Она была права. Как всегда права. Иногда я начинала ненавидеть Юку за то, что она всегда права.

Ничего подобного Генчик мне не предлагал. Он вообще вел себя так, словно между нами ничего, кроме нежной дружбы, нет. Он по-прежнему вовсю кокетничал с аэродромными девчонками. Тем летом на нашем аэродроме появилось много новеньких девушек. Они тоже хотели проходить АФФ, но, в отличие от меня, они, кажется, любили небо (вот идиотки!) и искренне хотели стать опытными парашютистками. Поскольку Генчик был инструктором, то он быстро знакомился со всеми.

Некоторые из них особенно меня раздражали.

Например, рыжая Ксеня. Я могла бы поспорить на собственный парашют, что волосы у нее были крашеными. Наверняка на ощупь они, как и все крашеные волосы, сухие и жесткие. Но как только она появилась на аэродроме, только и было разговоров а вы видели новенькую рыжую? А вы уже знакомы с Ксеней?

Она была высокой и статной. Самая высокая девушка на аэродроме. У нее была пышная грудь, пышные бедра и тонкая талия. Глядя на неё, Юка процедила — такая фигура сейчас не в моде. Ей бы никогда не удалось стать манекенщицей. И я горячо Юку поддержала. Но положение дел от этого не менялось — Ксеня все равно была одной из самых красивых девушек на аэродроме.

К тому же она оказалась способной парашютисткой. АФФ она прошла за одни выходные. Казалось, она не боится ничего. Однажды я попала с ней в один взлет. Ксеня совсем не нервничала, она спокойно проверяла, плотно ли облегает руку высотомер и в порядке ли подушка отцепки. Она покидала самолет с улыбкой. А Генчик был её инструктором.

Это ужасно, но втайне я мечтала, чтобы у нее не открылся парашют.

Была ещё одна мерзкая девица, из новеньких, — Инга. Холеная миниатюрная блондиночка, похожая на ребенка. Ей можно было дать и пятнадцать лет, хотя она была на три года старше меня. У Инги был тоненький нежный голосок и огромные голубые глаза, скоро она получила прозвище Дюймовочка.

Дюймовочку я ненавидела ещё сильнее, чем Ксению. Как назло, Инга была доброжелательной ко всем, даже ко мне. Если она ловила на себе мой взгляд, то не отворачивалась, а белозубо улыбалась, да ещё и спрашивала — как дела? И я сквозь зубы отвечала — хорошо, а у тебя?

Однажды Генчик сказал — наша Дюймовочка такая маленькая и беззащитная, что о ней хочется заботиться. После чего отдал ей свою куртку.

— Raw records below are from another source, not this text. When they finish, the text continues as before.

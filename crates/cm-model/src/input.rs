//! Input providers — where per-round / per-cycle input values come from.

use cm_core::{StateMap, Value};
use indexmap::IndexMap;
use rand::rngs::SmallRng;
use rand::{Rng, SeedableRng};

use crate::{ModelError, ModelResult};

/// Supplies a value for every declared input name, once per synchronous
/// round or per event-driven input cycle.
///
/// `round` is 1-based and counts generation calls, not processed events.
/// Providers may inspect the live `state` (e.g. to generate adaptive
/// workloads) but must not assume it is stable across calls.
pub trait InputProvider: Send {
    fn generate(
        &mut self,
        input_names: &[String],
        round: u64,
        state: &StateMap,
    ) -> ModelResult<StateMap>;
}

// ── NoInputs ──────────────────────────────────────────────────────────────────

/// Provider for components that declare no inputs.
pub struct NoInputs;

impl InputProvider for NoInputs {
    fn generate(&mut self, _: &[String], _: u64, _: &StateMap) -> ModelResult<StateMap> {
        Ok(StateMap::new())
    }
}

// ── ConstantInputs ────────────────────────────────────────────────────────────

/// The same input values every round.
pub struct ConstantInputs(pub StateMap);

impl InputProvider for ConstantInputs {
    fn generate(&mut self, _: &[String], _: u64, _: &StateMap) -> ModelResult<StateMap> {
        Ok(self.0.clone())
    }
}

// ── FixedInputs ───────────────────────────────────────────────────────────────

/// A predetermined per-round input sequence.
///
/// Round `n` (1-based) takes the `n`-th entry; running past the end is a
/// configuration error — set a round limit no longer than the sequence.
pub struct FixedInputs {
    sequence: Vec<StateMap>,
}

impl FixedInputs {
    pub fn new(sequence: Vec<StateMap>) -> Self {
        Self { sequence }
    }
}

impl InputProvider for FixedInputs {
    fn generate(&mut self, _: &[String], round: u64, _: &StateMap) -> ModelResult<StateMap> {
        self.sequence
            .get((round.max(1) - 1) as usize)
            .cloned()
            .ok_or(ModelError::InputExhausted(round))
    }
}

// ── RandomInputs ──────────────────────────────────────────────────────────────

/// What kind of value to generate for one input name.
#[derive(Clone, Debug)]
pub enum InputSpec {
    /// Uniform integer in `min..=max`.
    Int { min: i64, max: i64 },
    /// Uniform float in `min..max`.
    Float { min: f64, max: f64 },
    /// `true` or `false`, even odds.
    Bool,
    /// One of the given strings, uniform.
    Choice(Vec<String>),
}

/// Seeded pseudo-random inputs from per-name specifications.
///
/// The same seed always yields the same input sequence, so randomized runs
/// stay reproducible.
pub struct RandomInputs {
    specs: IndexMap<String, InputSpec>,
    rng:   SmallRng,
}

impl RandomInputs {
    pub fn new(specs: IndexMap<String, InputSpec>, seed: u64) -> Self {
        Self {
            specs,
            rng: SmallRng::seed_from_u64(seed),
        }
    }
}

impl InputProvider for RandomInputs {
    fn generate(
        &mut self,
        input_names: &[String],
        _round: u64,
        _state: &StateMap,
    ) -> ModelResult<StateMap> {
        let mut out = StateMap::with_capacity(input_names.len());
        for name in input_names {
            let spec = self
                .specs
                .get(name)
                .ok_or_else(|| ModelError::MissingInputSpec(name.clone()))?;
            let value = match spec {
                InputSpec::Int { min, max } => Value::from(self.rng.gen_range(*min..=*max)),
                InputSpec::Float { min, max } => Value::from(self.rng.gen_range(*min..*max)),
                InputSpec::Bool => Value::from(self.rng.gen_bool(0.5)),
                InputSpec::Choice(options) => {
                    let i = self.rng.gen_range(0..options.len());
                    Value::from(options[i].clone())
                }
            };
            out.insert(name.clone(), value);
        }
        Ok(out)
    }
}
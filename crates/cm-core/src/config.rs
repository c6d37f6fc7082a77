//! Run configuration recognized by both executors.

use std::time::Duration;

use crate::{CmError, CmResult, StatePredicate};

/// Top-level run configuration.
///
/// One struct covers both execution modes; mode-specific fields are ignored
/// by the other executor.  Built by the application crate (typically from a
/// CLI or a config file) and handed to an executor together with the
/// component.
#[derive(Clone, Debug)]
pub struct RunConfig {
    /// Stop after this many rounds (synchronous mode).
    pub max_rounds: Option<u64>,

    /// Stop once simulated time reaches this many seconds (event-driven
    /// mode).  The bound is inclusive: the event at exactly `max_time` is
    /// still processed, then the run stops.
    pub max_time: Option<f64>,

    /// Stop after this many processed events (event-driven mode).
    pub max_events: Option<u64>,

    /// Stop as soon as this predicate over the live state holds, evaluated
    /// after every completed round or event.  Checked before any count limit.
    pub stop_condition: Option<StatePredicate>,

    /// Worker bound for concurrent task dispatch (event-driven mode).
    /// `None` dispatches on the global Rayon pool, i.e. unbounded up to the
    /// match-set size.
    pub max_workers: Option<usize>,

    /// Regenerate inputs every this many simulated seconds (event-driven
    /// mode).  `None` generates inputs once at start, if a provider is
    /// attached at all.
    pub input_interval: Option<f64>,

    /// Name of the event announcing freshly generated inputs (event-driven
    /// mode).  Tasks listen for it with an `Event` trigger.
    pub input_event: String,

    /// Seed for the random input provider.  The same seed always produces
    /// the same input sequence.
    pub seed: u64,

    /// Abort the whole run if it exceeds this much wall-clock time.  Checked
    /// between processing steps only — in-flight task dispatch is never
    /// cancelled.
    pub wall_clock_timeout: Option<Duration>,

    /// Record each step's task execution order in the log.
    pub track_task_order: bool,
}

/// Default name of the input-ready event.
pub const DEFAULT_INPUT_EVENT: &str = "input_ready";

impl RunConfig {
    /// A configuration with no limits, seed 0, and the default input event
    /// name.  A run under this config stops only when the event queue
    /// empties (event-driven) or never (synchronous) — set a limit.
    pub fn new() -> Self {
        Self {
            max_rounds:         None,
            max_time:           None,
            max_events:         None,
            stop_condition:     None,
            max_workers:        None,
            input_interval:     None,
            input_event:        DEFAULT_INPUT_EVENT.to_string(),
            seed:               0,
            wall_clock_timeout: None,
            track_task_order:   false,
        }
    }

    /// Reject invalid limit values before any execution starts.
    pub fn validate(&self) -> CmResult<()> {
        if self.input_event.is_empty() {
            return Err(CmError::Config("input_event must not be empty".into()));
        }
        if self.max_rounds == Some(0) {
            return Err(CmError::Config("max_rounds must be positive".into()));
        }
        if self.max_events == Some(0) {
            return Err(CmError::Config("max_events must be positive".into()));
        }
        if self.max_workers == Some(0) {
            return Err(CmError::Config("max_workers must be positive".into()));
        }
        if let Some(t) = self.max_time {
            if !t.is_finite() || t <= 0.0 {
                return Err(CmError::Config(format!("max_time must be positive, got {t}")));
            }
        }
        if let Some(i) = self.input_interval {
            if !i.is_finite() || i <= 0.0 {
                return Err(CmError::Config(format!(
                    "input_interval must be positive, got {i}"
                )));
            }
        }
        Ok(())
    }
}

// Derived `Default` would leave `input_event` empty; route it through
// `new()` so both construction paths agree.
impl Default for RunConfig {
    fn default() -> Self {
        Self::new()
    }
}
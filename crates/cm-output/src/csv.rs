//! CSV output backend.
//!
//! A flat tabular view of the trace: the fixed columns `step`, `round`,
//! `time`, `event`, followed by one `input_<name>` column per declared
//! input, one `output_<name>` per declared output, and one `state_<key>`
//! per key of the component's state at writer creation.  State keys a task
//! invents mid-run are not representable in a streaming header and are
//! omitted; use the JSON backend when that matters.

use std::fs::File;
use std::path::Path;

use csv::Writer;

use cm_core::Value;
use cm_engine::StepRecord;
use cm_model::Component;

use crate::OutputResult;
use crate::writer::TraceWriter;

/// Streams step records to one CSV file with a header fixed up front.
pub struct CsvTraceWriter {
    out:         Writer<File>,
    input_keys:  Vec<String>,
    output_keys: Vec<String>,
    state_keys:  Vec<String>,
    finished:    bool,
}

impl CsvTraceWriter {
    /// Create (or truncate) the file at `path` and write the header row
    /// derived from `component`'s declarations.
    pub fn new(path: &Path, component: &Component) -> OutputResult<Self> {
        let input_keys = component.input_names.clone();
        let output_keys = component.output_names.clone();
        let state_keys: Vec<String> = component.state.keys().cloned().collect();

        let mut header = vec![
            "step".to_string(),
            "round".to_string(),
            "time".to_string(),
            "event".to_string(),
        ];
        header.extend(input_keys.iter().map(|k| format!("input_{k}")));
        header.extend(output_keys.iter().map(|k| format!("output_{k}")));
        header.extend(state_keys.iter().map(|k| format!("state_{k}")));

        let mut out = Writer::from_path(path)?;
        out.write_record(&header)?;

        Ok(Self {
            out,
            input_keys,
            output_keys,
            state_keys,
            finished: false,
        })
    }
}

impl TraceWriter for CsvTraceWriter {
    fn write_step(&mut self, record: &StepRecord) -> OutputResult<()> {
        let mut row = vec![
            record.index.to_string(),
            record.round.map(|r| r.to_string()).unwrap_or_default(),
            record.time.map(|t| t.to_string()).unwrap_or_default(),
            record.event.clone().unwrap_or_default(),
        ];
        row.extend(self.input_keys.iter().map(|k| cell(record.inputs.get(k))));
        row.extend(self.output_keys.iter().map(|k| cell(record.outputs.get(k))));
        row.extend(self.state_keys.iter().map(|k| cell(record.state.get(k))));
        self.out.write_record(&row)?;
        Ok(())
    }

    fn finish(&mut self) -> OutputResult<()> {
        if self.finished {
            return Ok(());
        }
        self.finished = true;
        self.out.flush()?;
        Ok(())
    }
}

/// Render one value as a CSV cell: scalars unquoted, collections as
/// compact JSON, missing/null as empty.
fn cell(value: Option<&Value>) -> String {
    match value {
        None | Some(Value::Null) => String::new(),
        Some(Value::String(s)) => s.clone(),
        Some(Value::Bool(b)) => b.to_string(),
        Some(Value::Number(n)) => n.to_string(),
        Some(other) => other.to_string(),
    }
}
//! The `TraceWriter` trait implemented by all backend writers.

use cm_engine::StepRecord;

use crate::OutputResult;

/// Trait implemented by the JSON Lines and CSV trace writers.
///
/// Writers receive one [`StepRecord`] per completed round or processed
/// event, in trace order, and a final `finish` when the run ends.
pub trait TraceWriter {
    /// Write one step of the trace.
    fn write_step(&mut self, record: &StepRecord) -> OutputResult<()>;

    /// Flush and close the underlying file handle.
    ///
    /// Idempotent — safe to call more than once.
    fn finish(&mut self) -> OutputResult<()>;
}
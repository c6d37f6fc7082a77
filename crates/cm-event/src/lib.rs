//! `cm-event` — events and the pending-event queue.
//!
//! | Module    | Contents                                        |
//! |-----------|-------------------------------------------------|
//! | [`event`] | `Event` — a timestamped, prioritized unit of work |
//! | [`queue`] | `EventQueue` — (time, priority, sequence) min-heap |

pub mod event;
pub mod queue;

#[cfg(test)]
mod tests;

pub use event::Event;
pub use queue::EventQueue;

Значит ли это, что сегодня ночью он займется сексом с Дюймовочкой? Может быть, его куртка — это как переходящий приз? Эстафетная палочка, которую он передаёт каждой новой лю6овнице?

По этому поводу я нервничала весь вечер. Я смотрела на Дюймовочку и представляла себе, как она тоненько подвывает своим детским голоском в его объятиях. Она такая тощая, наверняка у неё нет никакого целлюлита. Зато и грудь у неё маленькая. Интересно, что с точки зрения Генчика лучше — красивый бюст плюс целлюлит или отсутствие и того, и другого?

Дюймовочка, конечно, заметила, что я все время на неё пялюсь.

— Почему ты так на меня смотришь? — спросила она.

— Нипочему, — пожала плечами я. — Выглядишь хорошо.

— Спасибо, — просияла она и ни с того, ни с сего гордо объявила: — У меня уже пять прыжков!

Почему они так гордятся количеством своих прыжков?

Недавно Киса отмечала пятисотый прыжок. Гулял весь аэродром. Киса принесла целый стакан марихуаны. Стакан стоял на столе в её номере, а дверь была открыта — войти и сделать себе косячок мог кто угодно. В итоге обкурились все, даже буфетчица. А сама Киса ходила по гостинице, раздуваясь от гордости, и всем повторяла — у меня пятьсот прыжков! У меня пятьсот прыжков!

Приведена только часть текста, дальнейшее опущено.